Это был Васька Денисов. Он незнаком был с князем Андреем, но подошел к нему и, тотчас же назвав себя, разговорился. Князь Андрей знал Денисова по рассказам Наташи о ее первом женихе, и это воспоминание и сладко и больно вдруг перенесло его к тем злым и больным мыслям, о которых он последнее время давно уже не думал. В последнее время столько других и таких серьезных впечатлений — оставление Смоленска, его приезд в Лысые Горы, недавнее известие о смерти отца — было испытано им, что эти воспоминания уже давно не приходили ему и, когда пришли, далеко не подействовали на него с прежней силой.
— Тоже дожидаетесь главнокомандующего? — заговорил Денисов. — Говорят, он доступен.

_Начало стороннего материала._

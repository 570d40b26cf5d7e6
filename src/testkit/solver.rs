//! Mock [`Solver`] that replays a script of answers.
//!
//! Each call to `solve_ilp()` pops the next scripted step and records the
//! problem it was given. An exhausted script answers with a backend error.

use std::collections::VecDeque;
use std::sync::atomic::{AtomicUsize, Ordering};
use std::sync::Mutex;

use rust_decimal::Decimal;

use crate::error::SolverError;
use crate::port::outbound::solver::{IlpProblem, LpSolution, SolutionStatus, Solver};

enum Step {
    Values(Vec<Decimal>),
    Status(SolutionStatus),
    Error(String),
}

#[derive(Default)]
pub struct ScriptedSolver {
    steps: Mutex<VecDeque<Step>>,
    problems: Mutex<Vec<IlpProblem>>,
    calls: AtomicUsize,
}

impl ScriptedSolver {
    pub fn new() -> Self {
        Self::default()
    }

    /// Answer the next call as optimal with these raw values.
    pub fn then_values(self, values: Vec<Decimal>) -> Self {
        self.push(Step::Values(values))
    }

    /// Answer the next call with a non-optimal status.
    pub fn then_status(self, status: SolutionStatus) -> Self {
        self.push(Step::Status(status))
    }

    /// Fail the next call with a backend error.
    pub fn then_error(self, reason: &str) -> Self {
        self.push(Step::Error(reason.to_string()))
    }

    fn push(self, step: Step) -> Self {
        self.steps.lock().unwrap().push_back(step);
        self
    }

    /// Number of `solve_ilp` calls so far.
    pub fn calls(&self) -> usize {
        self.calls.load(Ordering::SeqCst)
    }

    /// Every problem received, in call order.
    pub fn problems(&self) -> Vec<IlpProblem> {
        self.problems.lock().unwrap().clone()
    }
}

impl Solver for ScriptedSolver {
    fn name(&self) -> &'static str {
        "scripted"
    }

    fn solve_ilp(&self, problem: &IlpProblem) -> Result<LpSolution, SolverError> {
        self.calls.fetch_add(1, Ordering::SeqCst);
        self.problems.lock().unwrap().push(problem.clone());

        match self.steps.lock().unwrap().pop_front() {
            Some(Step::Values(values)) => {
                let objective = values
                    .iter()
                    .zip(&problem.lp.objective)
                    .map(|(v, c)| v * c)
                    .sum();
                Ok(LpSolution {
                    values,
                    objective,
                    status: SolutionStatus::Optimal,
                })
            }
            Some(Step::Status(status)) => Ok(LpSolution::without_values(status)),
            Some(Step::Error(reason)) => Err(SolverError::Backend {
                solver: self.name(),
                reason,
            }),
            None => Err(SolverError::Backend {
                solver: self.name(),
                reason: "script exhausted".to_string(),
            }),
        }
    }
}
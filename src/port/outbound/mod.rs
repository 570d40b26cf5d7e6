//! Outbound ports (driven side): interfaces implemented by outbound adapters.
//!
//! These contracts cover the integer program solver and the roster
//! input/lineup output plumbing.

pub mod roster;
pub mod solver;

Славу богу. А то с колбасниками беда. Недаром Ермолов в немцы просился. Теперь, авось, и русским говорить можно будет. А то черт знает, что делали. Вы ведь видели все отступления.
— Имел удовольствие, — отвечал князь Андрей, — не только участвовать в отступлении, но и потерять в этом отступлении все, что имел дорогого, отца, который умер с горя… Я смоленский.
— А!.. Вы князь Болконский. Очень рад познакомиться, — сказал Денисов, пожимая его руку и с особенно добрым вниманием вглядываясь в лицо Болконского. — Да, вот и скифская война. Это все хорошо, но не для тех, кто своими боками отдувается…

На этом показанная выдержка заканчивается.